For my full presentation on this topic, please visit this link. Password is CHQCYMHS. Video has live captioning and interpreter.
It’s important to remember that language deprivation does not equal psychopathology. Symptoms must be considered within the context of expressive and receptive communication challenges. When making a diagnosis, multiple forms of assessment are needed, such as self-reporting, clinical tests, observation, and consultation with Deaf or Hard of Hearing (HOH) specialists.
Incidental Learning
For most hearing people, academic, social and emotional wellbeing is learned indirectly, through all the senses but particularly hearing. Deaf or Hard of Hearing people do not have this advantage. They may struggle to develop emotional literacy and may be too embarrassed to ask questions regarding topics such as sex education, puberty, drug use, etc. Public Health messages, such as television or radio-based public health campaigns, may also require additional explanation. Deaf and Hard of Hearing people need to be engaged communicators and have people around them, such as friends and family, who are also engaging in communication with them. It’s important to explain information clearly when communicating with a Deaf/HOH person, and check their understanding- do not assume they have understood.

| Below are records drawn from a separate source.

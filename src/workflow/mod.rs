//! Client-side effects requested by request handlers, and the two flows that
//! request them: post submission and sign-out.

pub mod sign_out;
pub mod submission;

use std::convert::Infallible;
use std::sync::{Mutex, PoisonError};

use axum::http::{HeaderName, HeaderValue};
use axum::response::{IntoResponseParts, ResponseParts};
use serde::Serialize;
use tracing::warn;

pub const HX_REDIRECT: HeaderName = HeaderName::from_static("hx-redirect");
pub const HX_REFRESH: HeaderName = HeaderName::from_static("hx-refresh");
pub const HX_TRIGGER: HeaderName = HeaderName::from_static("hx-trigger");

#[derive(Debug, Clone, PartialEq, Eq)]
pub enum Navigation {
    To(String),
    /// Full reload of the current page, dropping all client state.
    Reload,
}

#[derive(Debug, Clone, PartialEq, Eq, Serialize)]
pub struct Toast {
    pub title: String,
}

impl Toast {
    pub fn new(title: impl Into<String>) -> Self {
        Self {
            title: title.into(),
        }
    }
}

pub trait Navigator: Send + Sync {
    fn navigate(&self, to: Navigation);
}

pub trait Notifier: Send + Sync {
    fn toast(&self, toast: Toast);
}

#[derive(Debug, Clone, PartialEq, Eq)]
pub enum Effect {
    Navigate(Navigation),
    Toast(Toast),
}

/// Collects effects during a request and turns them into htmx response headers.
#[derive(Debug, Default)]
pub struct ClientEffects {
    effects: Mutex<Vec<Effect>>,
}

impl ClientEffects {
    pub fn new() -> Self {
        Self::default()
    }

    fn push(&self, effect: Effect) {
        self.effects
            .lock()
            .unwrap_or_else(PoisonError::into_inner)
            .push(effect);
    }

    pub fn take(&self) -> Vec<Effect> {
        std::mem::take(&mut *self.effects.lock().unwrap_or_else(PoisonError::into_inner))
    }

    #[cfg(test)]
    pub fn navigations(&self) -> Vec<Navigation> {
        self.effects
            .lock()
            .unwrap_or_else(PoisonError::into_inner)
            .iter()
            .filter_map(|e| match e {
                Effect::Navigate(n) => Some(n.clone()),
                Effect::Toast(_) => None,
            })
            .collect()
    }

    #[cfg(test)]
    pub fn toasts(&self) -> Vec<Toast> {
        self.effects
            .lock()
            .unwrap_or_else(PoisonError::into_inner)
            .iter()
            .filter_map(|e| match e {
                Effect::Toast(t) => Some(t.clone()),
                Effect::Navigate(_) => None,
            })
            .collect()
    }
}

impl Navigator for ClientEffects {
    fn navigate(&self, to: Navigation) {
        self.push(Effect::Navigate(to));
    }
}

impl Notifier for ClientEffects {
    fn toast(&self, toast: Toast) {
        self.push(Effect::Toast(toast));
    }
}

#[derive(Serialize)]
struct ToastTrigger {
    #[serde(rename = "showToast")]
    show_toast: Vec<Toast>,
}

impl IntoResponseParts for ClientEffects {
    type Error = Infallible;

    fn into_response_parts(self, mut res: ResponseParts) -> Result<ResponseParts, Self::Error> {
        let mut toasts = Vec::new();
        for effect in self.take() {
            match effect {
                Effect::Navigate(Navigation::To(path)) => match HeaderValue::from_str(&path) {
                    Ok(v) => {
                        res.headers_mut().insert(HX_REDIRECT, v);
                    }
                    Err(e) => warn!(%path, %e, "unusable redirect target"),
                },
                Effect::Navigate(Navigation::Reload) => {
                    res.headers_mut()
                        .insert(HX_REFRESH, HeaderValue::from_static("true"));
                }
                Effect::Toast(t) => toasts.push(t),
            }
        }

        if !toasts.is_empty() {
            let trigger = ToastTrigger { show_toast: toasts };
            match serde_json::to_string(&trigger)
                .map_err(anyhow::Error::from)
                .and_then(|json| Ok(HeaderValue::from_str(&json)?))
            {
                Ok(v) => {
                    res.headers_mut().insert(HX_TRIGGER, v);
                }
                Err(e) => warn!(%e, "dropping toast header"),
            }
        }
        Ok(res)
    }
}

Common Mental Health Issues amongst Deaf Children and Youth
- Anxiety /phobias e.g. separation
- Depression
- Abuse/trauma
- Self-harm and suicidal ideation
- Behavioural issues e.g. running away, anger, meltdowns
- hurting other children
- Social skills and friendship issues
- Difficulties following routines (e.g new class, teacher & room).
- Anger at the world/hearing people
- Lack of ability to self-advocate
- Low self-esteem/ low expectations of self
The Bio-Psycho-Social-Cultural-Spiritual model
The bio-psycho-social-cultural-spiritual model is designed to help parents, teachers, mental health professionals, academics and clients
Case Study
A 6-year-old Deaf girl (native Auslan) was referred for counselling due to behavioural issues at home (e.g. refusing to follow instructions and routines) and difficulties using the toilet at school and in public places. The child presented as anxious and angry. Parents were both culturally Deaf.
- How to utilize bio-psycho-social-cultural and –spiritual model?
- BIO: medical assessment re toileting issues, psyched re diet, sleep & links with memory, focus at school and emotions/behaviours
- PSYCHO: IQ assessment & functional assessment, positive behaviour support plan, visual boards for the morning, night & school routines
- SOCIAL: increase interaction with non-signing children (mix), encourage supported communication e.g. ordering and paying for own food.
- CULTURAL/SPIRITUAL: Celebrate Deaf identity and promote interacting with the hearing and Deaf world e.g. multiple role models.